Die Klägerin legt im übrigen nicht in einer den Anforderungen des § 115 Abs. 3 Satz 3 der Finanzgerichtsordnung (FGO) entsprechenden Weise dar, inwiefern in der Rechtsprechung oder in der Literatur gegen diese Rechtsprechung gewichtige neue rechtliche Gesichtspunkte vorgetragen worden sind, die der Senat noch nicht geprüft hat. Der Hinweis auf das Urteil des Niedersächsischen FG in DStR 1990, 142 und die Anmerkung dazu reicht nicht aus.
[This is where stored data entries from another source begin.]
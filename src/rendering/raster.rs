/// Canvas allocation and PNG persistence

use image::{ImageFormat, RgbImage};
use std::io::{BufWriter, Cursor, Write};
use std::path::PathBuf;

use crate::{Color, Error, Result};

/// Allocate a canvas of `size` filled with `background`.
///
/// `size` comes straight from a layout; `None` means the row count overflowed.
pub fn new_canvas(size: Option<(u32, u32)>, background: Color) -> Result<RgbImage> {
    let (width, height) =
        size.ok_or_else(|| Error::RenderError("canvas size overflows".into()))?;
    let bytes = (width as u64) * (height as u64) * 3;
    if width == 0 || height == 0 || bytes > isize::MAX as u64 {
        return Err(Error::RenderError(format!(
            "invalid canvas size {}x{}",
            width, height
        )));
    }
    Ok(RgbImage::from_pixel(width, height, background.to_rgb()))
}

/// Encode the canvas as PNG in memory.
pub fn encode_png(canvas: &RgbImage) -> Result<Vec<u8>> {
    let mut out = Vec::new();
    canvas.write_to(&mut Cursor::new(&mut out), ImageFormat::Png)?;
    Ok(out)
}

/// Write the canvas to a new temporary `.png` file and hand over its path.
///
/// The file is kept on disk; removing it is up to the caller.
pub fn persist_png(canvas: &RgbImage, prefix: &str) -> Result<PathBuf> {
    let file = tempfile::Builder::new()
        .prefix(prefix)
        .suffix(".png")
        .tempfile()?;
    {
        let mut writer = BufWriter::new(file.as_file());
        writer.write_all(&encode_png(canvas)?)?;
        writer.flush()?;
    }
    let (_, path) = file.keep().map_err(|e| Error::Io(e.error))?;
    Ok(path)
}

#[cfg(test)]
mod tests {
    use super::*;

    #[test]
    fn canvas_is_filled_with_background() {
        let bg = Color::rgb(1, 2, 3);
        let c = new_canvas(Some((8, 4)), bg).unwrap();
        assert_eq!(c.dimensions(), (8, 4));
        assert!(c.pixels().all(|p| *p == bg.to_rgb()));
    }

    #[test]
    fn overflowed_or_empty_size_is_a_render_error() {
        assert!(matches!(new_canvas(None, Color::rgb(0, 0, 0)), Err(Error::RenderError(_))));
        assert!(matches!(new_canvas(Some((0, 10)), Color::rgb(0, 0, 0)), Err(Error::RenderError(_))));
    }

    #[test]
    fn persisted_file_survives_and_decodes() {
        let canvas = new_canvas(Some((16, 9)), Color::rgb(200, 10, 10)).unwrap();
        let path = persist_png(&canvas, "raster-test-").unwrap();
        assert!(path.exists());
        assert_eq!(path.extension().and_then(|e| e.to_str()), Some("png"));
        let back = image::open(&path).unwrap().to_rgb8();
        assert_eq!(back, canvas);
        std::fs::remove_file(path).unwrap();
    }
}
Das Urteil des FG ist zum Einkommensteuerrecht ergangen. Höhndorf führt in der Anmerkung aus, daß bei einer Einsatzwechseltätigkeit die Voraussetzungen des pauschalen Vorsteuerabzugs nach dem Wortlaut der §§ 36 bis 38 UStDV 1980 nicht erfüllt seien. Seine Auffassung, daß dieses Ergebnis nicht einzusehen sei, begründet Höhndorf nur kursorisch mit zwei Sätzen, ohne sich mit der Rechtsprechung des BFH auseinanderzusetzen.
Geklärt ist in der Rechtsprechung des BFH auch der Begriff der Dienstreise im lohnsteuerrechtlichen Sinn. Nach der ständigen Rechtsprechung des BFH setzt eine Dienstreise voraus, daß eine von der tatsächlichen Arbeitsstätte abweichende regelmäßige Arbeitsstätte vorhanden ist (BFH-Urteil vom 28. September 1990 VI R 98/89, 100/89, BFHE 162, 414, BStBl II 1991, 363, unter 4. m.w.N.).
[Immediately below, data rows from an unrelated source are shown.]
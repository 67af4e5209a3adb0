//! Observed one-dimensional signals.
//!
//! A `Signal1D` holds one or more traces sharing a single [`DataAxis`]. Data
//! is either held in memory or as [`LazyData`] chunks computed on demand.

use crate::error::{Result, VoigtError};
use crate::signal::axis::DataAxis;
use crate::signal::lazy::LazyData;
use ndarray::{s, Array1, Array2, Axis};
use std::ops::Range;

/// Storage behind a signal
#[derive(Debug, Clone)]
pub enum SignalData {
    /// In-memory `(traces, channels)` array
    Eager(Array2<f64>),

    /// Deferred chunked data
    Lazy(LazyData),
}

impl SignalData {
    fn shape(&self) -> (usize, usize) {
        match self {
            SignalData::Eager(data) => data.dim(),
            SignalData::Lazy(lazy) => lazy.shape(),
        }
    }
}

/// One spectrum, or a stack of spectra sharing an axis
#[derive(Debug, Clone)]
pub struct Signal1D {
    data: SignalData,
    axis: DataAxis,
    binned: bool,
    current: usize,
}

impl Signal1D {
    /// Create a single spectrum
    ///
    /// # Examples
    ///
    /// ```
    /// use ndarray::Array1;
    /// use voigt_rs::signal::{DataAxis, Signal1D};
    ///
    /// let axis = DataAxis::new(5, 1.0, 0.0).unwrap();
    /// let signal = Signal1D::new(Array1::from_vec(vec![0.0, 1.0, 3.0, 1.0, 0.0]), axis).unwrap();
    /// assert_eq!(signal.n_traces(), 1);
    /// assert!(!signal.is_lazy());
    /// ```
    pub fn new(data: Array1<f64>, axis: DataAxis) -> Result<Self> {
        let n = data.len();
        let data = data.into_shape((1, n)).map_err(|e| {
            VoigtError::InvalidInput(format!("Cannot shape spectrum as one trace: {}", e))
        })?;
        Self::from_stack(data, axis)
    }

    /// Create a stack of traces, one per row
    pub fn from_stack(data: Array2<f64>, axis: DataAxis) -> Result<Self> {
        Self::with_data(SignalData::Eager(data), axis)
    }

    /// Create a signal backed by lazy data
    pub fn from_lazy(data: LazyData, axis: DataAxis) -> Result<Self> {
        Self::with_data(SignalData::Lazy(data), axis)
    }

    fn with_data(data: SignalData, axis: DataAxis) -> Result<Self> {
        let (_, channels) = data.shape();
        if channels != axis.size {
            return Err(VoigtError::DimensionMismatch(format!(
                "Data has {} channels but the axis has {} samples",
                channels, axis.size
            )));
        }

        Ok(Self {
            data,
            axis,
            binned: false,
            current: 0,
        })
    }

    /// Mark the signal as binned (builder style)
    pub fn with_binned(mut self, binned: bool) -> Self {
        self.binned = binned;
        self
    }

    /// Mark the signal as binned
    pub fn set_binned(&mut self, binned: bool) {
        self.binned = binned;
    }

    /// Whether amplitudes are counts per bin
    pub fn binned(&self) -> bool {
        self.binned
    }

    /// The signal axis
    pub fn axis(&self) -> &DataAxis {
        &self.axis
    }

    /// Number of traces
    pub fn n_traces(&self) -> usize {
        self.data.shape().0
    }

    /// Number of channels per trace
    pub fn n_channels(&self) -> usize {
        self.data.shape().1
    }

    /// Whether the data is held as deferred chunks
    pub fn is_lazy(&self) -> bool {
        matches!(self.data, SignalData::Lazy(_))
    }

    /// Index of the current trace
    pub fn current_index(&self) -> usize {
        self.current
    }

    /// Select the current trace
    pub fn set_current_index(&mut self, index: usize) -> Result<()> {
        if index >= self.n_traces() {
            return Err(VoigtError::InvalidInput(format!(
                "Trace index {} out of range for {} traces",
                index,
                self.n_traces()
            )));
        }
        self.current = index;
        Ok(())
    }

    /// The underlying storage
    pub fn data(&self) -> &SignalData {
        &self.data
    }

    /// Convert to lazy storage with one chunk per trace
    pub fn as_lazy(&self) -> Result<Self> {
        self.as_lazy_with_chunks((1, self.n_channels().max(1)))
    }

    /// Convert to lazy storage with the given chunk shape
    ///
    /// A signal that is already lazy is returned unchanged.
    pub fn as_lazy_with_chunks(&self, chunk_shape: (usize, usize)) -> Result<Self> {
        let data = match &self.data {
            SignalData::Eager(data) => {
                SignalData::Lazy(LazyData::from_array(data.clone(), chunk_shape)?)
            }
            SignalData::Lazy(lazy) => SignalData::Lazy(lazy.clone()),
        };

        Ok(Self {
            data,
            axis: self.axis.clone(),
            binned: self.binned,
            current: self.current,
        })
    }

    /// The whole data as an in-memory array
    pub fn compute(&self) -> Result<Array2<f64>> {
        match &self.data {
            SignalData::Eager(data) => Ok(data.clone()),
            SignalData::Lazy(lazy) => lazy.compute(),
        }
    }

    /// The current trace as an in-memory array
    pub fn current_trace(&self) -> Result<Array1<f64>> {
        let slice = self.materialize_slice(self.current..self.current + 1, 0..self.n_channels())?;
        Ok(slice.index_axis_move(Axis(0), 0))
    }

    /// Bring a slice of traces and channels into memory
    ///
    /// Lazy signals compute only the chunks covering the slice.
    pub fn materialize_slice(&self, traces: Range<usize>, channels: Range<usize>) -> Result<Array2<f64>> {
        match &self.data {
            SignalData::Eager(data) => {
                let (n_traces, n_channels) = data.dim();
                if traces.start > traces.end
                    || traces.end > n_traces
                    || channels.start > channels.end
                    || channels.end > n_channels
                {
                    return Err(VoigtError::InvalidInput(format!(
                        "Slice [{:?}, {:?}] is outside data of shape {:?}",
                        traces,
                        channels,
                        data.dim()
                    )));
                }
                Ok(data.slice(s![traces, channels]).to_owned())
            }
            SignalData::Lazy(lazy) => lazy.materialize(traces, channels),
        }
    }
}

/// Stack signals along a new trace axis
///
/// All inputs must share the same axis and `binned` flag. If any input is
/// lazy the result is lazy and nothing is computed.
///
/// # Examples
///
/// ```
/// use ndarray::Array1;
/// use voigt_rs::signal::{stack, DataAxis, Signal1D};
///
/// let axis = DataAxis::new(3, 1.0, 0.0).unwrap();
/// let s = Signal1D::new(Array1::from_vec(vec![0.0, 1.0, 0.0]), axis).unwrap();
/// let stacked = stack(&[s.clone(), s.clone(), s]).unwrap();
/// assert_eq!(stacked.n_traces(), 3);
/// ```
pub fn stack(signals: &[Signal1D]) -> Result<Signal1D> {
    let first = signals
        .first()
        .ok_or_else(|| VoigtError::InvalidInput("Cannot stack an empty list of signals".to_string()))?;

    for signal in &signals[1..] {
        if signal.axis != first.axis {
            return Err(VoigtError::DimensionMismatch(
                "Stacked signals must share the same axis".to_string(),
            ));
        }
        if signal.binned != first.binned {
            return Err(VoigtError::InvalidInput(
                "Stacked signals must agree on being binned".to_string(),
            ));
        }
    }

    let data = if signals.iter().any(|s| s.is_lazy()) {
        let parts = signals
            .iter()
            .map(|s| match &s.data {
                SignalData::Lazy(lazy) => Ok(lazy.clone()),
                SignalData::Eager(data) => {
                    LazyData::from_array(data.clone(), (1, data.ncols().max(1)))
                }
            })
            .collect::<Result<Vec<_>>>()?;
        SignalData::Lazy(LazyData::stack(&parts)?)
    } else {
        let views: Vec<_> = signals
            .iter()
            .filter_map(|s| match &s.data {
                SignalData::Eager(data) => Some(data.view()),
                SignalData::Lazy(_) => None,
            })
            .collect();
        let data = ndarray::concatenate(Axis(0), &views)
            .map_err(|e| VoigtError::DimensionMismatch(format!("Cannot stack signals: {}", e)))?;
        SignalData::Eager(data)
    };

    Signal1D::with_data(data, first.axis.clone()).map(|s| s.with_binned(first.binned))
}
2. Soweit sich die Klägerin auf einen Verstoß gegen Art. 3 Abs. 1 GG beruft, fehlt es an einer Darlegung, in welchem Umfang, von welcher Seite und aus welchen Gründen diese Frage umstritten sei (vgl. BFH-Beschluß vom 27. März 1992 III B 547/90, BFHE 168, 17, BStBl II 1992, 842 unter 2. c).
Entsprechendes gilt auch, soweit die Klägerin einen Verstoß gegen Art. 17 und 19 der Sechsten EG-Richtlinie rügt. Die Klägerin führt nicht einmal aus, aus welchem konkreten Teil dieser umfangreichen Bestimmungen sie das Recht auf den pauschalen Vorsteuerabzug ableiten will. Rechtsprechung oder Literatur zu dieser Frage gibt sie nicht an.